Fragilità umane

Angela Matassa

Una scena (foto Laila Pozzo)
Una scena
(foto Laila Pozzo)

E’ il dramma dei ricordi, è il dramma del dolore, è il dramma dell’irrisolutezza Lo zoo di vetro di Tennessee Williams che Arturo Cirillo porta in scena in un allestimento originale. Nel rispetto assoluto del testo, il regista partenopeo ne dà comunque una propria visione, sia nello svolgimento dell’azione che nell’ambientazione. La casa non ha pareti, i segni disegnati sul pavimento citano il bellissimo film “Dogville” di Lars Von Trier. Gli attori sono sempre in scena, se non al centro ai margini come in altre stanze della casa. Non c’è alcun riferimento americano, nemmeno nella musica: Cirillo sceglie le canzoni di Luigi Tenco, la sua malinconia, la sofferenza per un futuro che non si realizzerà. Tom è personaggio e narratore, racconta perciò il passato facendo rivivere l’intera vicenda familiare.

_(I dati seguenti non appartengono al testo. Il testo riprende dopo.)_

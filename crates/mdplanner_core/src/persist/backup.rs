//! Pre-write snapshots with hash dedupe and count-based retention.
//!
//! # Responsibility
//! - Copy the current file into the backup directory before it is replaced.
//! - Skip the copy when the file hash matches the last snapshot of that path.
//! - Keep only the newest `max_backups` snapshots per file stem.
//!
//! # Invariants
//! - Snapshot names are `<stem>_backup_<UTC timestamp>.md`.
//! - A missing source file creates nothing and is not an error.
//! - Pruning failures are logged and never surface to the writer.

use crate::error::{StoreError, StoreResult};
use chrono::Utc;
use log::{info, warn};
use sha2::{Digest, Sha256};
use std::collections::HashMap;
use std::fs;
use std::io;
use std::path::{Path, PathBuf};
use std::sync::{Mutex, PoisonError};
use std::time::{Instant, SystemTime};

const BACKUP_INFIX: &str = "_backup_";

/// Lowercase hex SHA-256 of `content`.
pub fn content_hash(content: &[u8]) -> String {
    let mut hasher = Sha256::new();
    hasher.update(content);
    hex::encode(hasher.finalize())
}

/// Returns true for file names produced by [`BackupManager`].
pub fn is_backup_name(file_name: &str) -> bool {
    file_name.contains(BACKUP_INFIX)
}

#[derive(Debug)]
pub struct BackupManager {
    backup_dir: PathBuf,
    max_backups: usize,
    last_hashes: Mutex<HashMap<PathBuf, String>>,
}

impl BackupManager {
    pub fn new(backup_dir: impl Into<PathBuf>, max_backups: usize) -> Self {
        Self {
            backup_dir: backup_dir.into(),
            max_backups,
            last_hashes: Mutex::new(HashMap::new()),
        }
    }

    pub fn backup_dir(&self) -> &Path {
        &self.backup_dir
    }

    pub fn max_backups(&self) -> usize {
        self.max_backups
    }

    /// Snapshots `path` and prunes old snapshots of the same stem.
    ///
    /// Returns the snapshot path, or `None` when nothing was written.
    pub fn snapshot(&self, path: &Path) -> StoreResult<Option<PathBuf>> {
        let started = Instant::now();
        let content = match fs::read(path) {
            Ok(content) => content,
            Err(err) if err.kind() == io::ErrorKind::NotFound => {
                info!("event=backup_skip module=persist status=skipped reason=missing_source");
                return Ok(None);
            }
            Err(source) => return Err(StoreError::io(path, source)),
        };

        let hash = content_hash(&content);
        {
            let hashes = self
                .last_hashes
                .lock()
                .unwrap_or_else(PoisonError::into_inner);
            if hashes.get(path) == Some(&hash) {
                info!("event=backup_skip module=persist status=skipped reason=unchanged");
                return Ok(None);
            }
        }

        fs::create_dir_all(&self.backup_dir)
            .map_err(|source| StoreError::io(&self.backup_dir, source))?;
        let stem = file_stem(path);
        let target = self.unique_target(&stem);
        fs::write(&target, &content).map_err(|source| StoreError::io(&target, source))?;

        self.last_hashes
            .lock()
            .unwrap_or_else(PoisonError::into_inner)
            .insert(path.to_path_buf(), hash);
        info!(
            "event=backup_create module=persist status=ok bytes={} duration_ms={}",
            content.len(),
            started.elapsed().as_millis()
        );

        self.prune(&stem);
        Ok(Some(target))
    }

    fn unique_target(&self, stem: &str) -> PathBuf {
        let stamp = Utc::now().format("%Y-%m-%dT%H-%M-%S-%3fZ");
        let base = format!("{stem}{BACKUP_INFIX}{stamp}");
        let mut target = self.backup_dir.join(format!("{base}.md"));
        let mut n = 1;
        while target.exists() {
            target = self.backup_dir.join(format!("{base}-{n}.md"));
            n += 1;
        }
        target
    }

    /// Snapshots of `stem`, newest first.
    pub fn list(&self, stem: &str) -> Vec<PathBuf> {
        let prefix = format!("{stem}{BACKUP_INFIX}");
        let Ok(entries) = fs::read_dir(&self.backup_dir) else {
            return Vec::new();
        };
        let mut found = entries
            .filter_map(Result::ok)
            .filter(|entry| entry.file_type().map(|t| t.is_file()).unwrap_or(false))
            .filter(|entry| {
                let name = entry.file_name().to_string_lossy().into_owned();
                name.starts_with(&prefix) && name.ends_with(".md")
            })
            .map(|entry| {
                let modified = entry
                    .metadata()
                    .and_then(|meta| meta.modified())
                    .unwrap_or(SystemTime::UNIX_EPOCH);
                (modified, entry.path())
            })
            .collect::<Vec<_>>();
        found.sort_by(|a, b| b.0.cmp(&a.0).then_with(|| b.1.cmp(&a.1)));
        found.into_iter().map(|(_, path)| path).collect()
    }

    /// Deletes all but the newest `max_backups` snapshots of `stem`.
    pub fn prune(&self, stem: &str) -> usize {
        let mut removed = 0;
        for stale in self.list(stem).into_iter().skip(self.max_backups) {
            match fs::remove_file(&stale) {
                Ok(()) => removed += 1,
                Err(err) if err.kind() == io::ErrorKind::NotFound => {}
                Err(err) => warn!(
                    "event=backup_prune module=persist status=error error_code=remove_failed error={err}"
                ),
            }
        }
        if removed > 0 {
            info!("event=backup_prune module=persist status=ok removed={removed}");
        }
        removed
    }
}

fn file_stem(path: &Path) -> String {
    path.file_stem()
        .map(|stem| stem.to_string_lossy().into_owned())
        .unwrap_or_else(|| "project".to_string())
}

#[cfg(test)]
mod tests {
    use super::{content_hash, is_backup_name, BackupManager};
    use std::fs;

    #[test]
    fn hash_is_hex_sha256() {
        assert_eq!(
            content_hash(b"abc"),
            "ba7816bf8f01cfea414140de5dae2223b00361a396177a9cb410ff61f20015ad"
        );
    }

    #[test]
    fn unchanged_source_is_snapshotted_once() {
        let dir = tempfile::tempdir().unwrap();
        let source = dir.path().join("plan.md");
        fs::write(&source, "# Plan\n").unwrap();
        let manager = BackupManager::new(dir.path().join("backups"), 10);

        let first = manager.snapshot(&source).unwrap().unwrap();
        assert!(is_backup_name(&first.file_name().unwrap().to_string_lossy()));
        assert!(manager.snapshot(&source).unwrap().is_none());
        assert_eq!(manager.list("plan").len(), 1);

        fs::write(&source, "# Plan v2\n").unwrap();
        assert!(manager.snapshot(&source).unwrap().is_some());
        assert_eq!(manager.list("plan").len(), 2);
    }

    #[test]
    fn missing_source_creates_nothing() {
        let dir = tempfile::tempdir().unwrap();
        let manager = BackupManager::new(dir.path().join("backups"), 10);
        assert!(manager.snapshot(&dir.path().join("absent.md")).unwrap().is_none());
        assert!(!dir.path().join("backups").exists());
    }
}
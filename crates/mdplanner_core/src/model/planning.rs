//! Goals, milestones, and ideas.

use serde::{Deserialize, Serialize};

#[derive(Debug, Clone, PartialEq, Serialize, Deserialize)]
#[serde(rename_all = "camelCase", default)]
pub struct Goal {
    pub id: String,
    pub title: String,
    pub description: String,
    /// `enterprise` or `project`.
    #[serde(rename = "type")]
    pub goal_type: String,
    pub kpi: String,
    pub start_date: String,
    pub end_date: String,
    /// `planning`, `on-track`, `at-risk`, `late`, `success`, or `failed`.
    pub status: String,
}

impl Default for Goal {
    fn default() -> Self {
        Self {
            id: String::new(),
            title: String::new(),
            description: String::new(),
            goal_type: "project".to_string(),
            kpi: String::new(),
            start_date: String::new(),
            end_date: String::new(),
            status: "planning".to_string(),
        }
    }
}

impl Goal {
    pub fn new(title: impl Into<String>) -> Self {
        Self {
            title: title.into(),
            ..Self::default()
        }
    }
}

#[derive(Debug, Clone, PartialEq, Serialize, Deserialize)]
#[serde(rename_all = "camelCase", default)]
pub struct Milestone {
    pub id: String,
    pub title: String,
    #[serde(skip_serializing_if = "String::is_empty")]
    pub target: String,
    /// `open` or `completed`.
    pub status: String,
    #[serde(skip_serializing_if = "String::is_empty")]
    pub description: String,
}

impl Default for Milestone {
    fn default() -> Self {
        Self {
            id: String::new(),
            title: String::new(),
            target: String::new(),
            status: "open".to_string(),
            description: String::new(),
        }
    }
}

impl Milestone {
    pub fn new(title: impl Into<String>) -> Self {
        Self {
            title: title.into(),
            ..Self::default()
        }
    }
}

#[derive(Debug, Clone, PartialEq, Serialize, Deserialize)]
#[serde(rename_all = "camelCase", default)]
pub struct Idea {
    pub id: String,
    pub title: String,
    /// `new`, `considering`, `planned`, `approved`, or `rejected`.
    pub status: String,
    #[serde(skip_serializing_if = "String::is_empty")]
    pub category: String,
    pub created: String,
    #[serde(skip_serializing_if = "String::is_empty")]
    pub description: String,
    /// Ids of other ideas this one links to.
    #[serde(skip_serializing_if = "Vec::is_empty")]
    pub links: Vec<String>,
}

impl Default for Idea {
    fn default() -> Self {
        Self {
            id: String::new(),
            title: String::new(),
            status: "new".to_string(),
            category: String::new(),
            created: String::new(),
            description: String::new(),
            links: Vec::new(),
        }
    }
}

impl Idea {
    pub fn new(title: impl Into<String>) -> Self {
        Self {
            title: title.into(),
            ..Self::default()
        }
    }
}

/// Idea projection with the ids of ideas linking to it.
#[derive(Debug, Clone, PartialEq, Serialize, Deserialize)]
#[serde(rename_all = "camelCase")]
pub struct IdeaWithBacklinks {
    #[serde(flatten)]
    pub idea: Idea,
    pub backlinks: Vec<String>,
}

/// Attaches backlinks to every idea, in collection order.
pub fn with_backlinks(ideas: Vec<Idea>) -> Vec<IdeaWithBacklinks> {
    let backlinks = ideas
        .iter()
        .map(|target| {
            ideas
                .iter()
                .filter(|source| source.id != target.id && source.links.contains(&target.id))
                .map(|source| source.id.clone())
                .collect::<Vec<_>>()
        })
        .collect::<Vec<_>>();

    ideas
        .into_iter()
        .zip(backlinks)
        .map(|(idea, backlinks)| IdeaWithBacklinks { idea, backlinks })
        .collect()
}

Straordinari gli attori che disegnano la famiglia: Milvia Marigliano veste i panni della madre: soffocante, logorroica, condizionante e sconfitta. Monica Piseddu, eterea Laura, la figlia “zoppa”, priva di colore e di corteggiatori, chiusa nel suo mondo fatto di piccoli “fragilissimi” animali di vetro e di canzoni tristi. Lo stesso Cirillo, il figlio Tom, costretto a un lavoro che non ama per mantenere la famiglia, che trova rifugio nei cinema e nei bar. Edoardo Ribatto, l’amico Jim, vivace e intraprendente, momentanea illusione di novità e di futuro.

Un mondo di sconfitti, sempre attuale nelle dinamiche familiari chiuse, di personaggi che si contorcono nei sensi di colpa, nei sentimenti forti, senza avere la forza di un riscatto, vivendo nell’eterno rimpianto di cui parla Tennessee Williams.

Una scena (foto Laila Pozzo)
Una scena
(foto Laila Pozzo)

Eppure, il contrasto esplode. Tom rinfaccia alla madre le sue colpe, la miseria intima e reale nella quale ha relegato se stessa e i suoi “bambini”, lasciando la casa come fece il padre molti anni prima.

Realismo e astrattezza nell’idea registica di Cirillo, che da anni esplora l’animo umano dei protagonisti della drammaturgia moderna e contemporanea, con punti di contatto tra autori e personaggi come in questo caso in cui egli stesso dice, ritrova il tanto amato Annibale Ruccello.

Al Teatro Nuovo di Napoli fino al 15 febbraio 2015.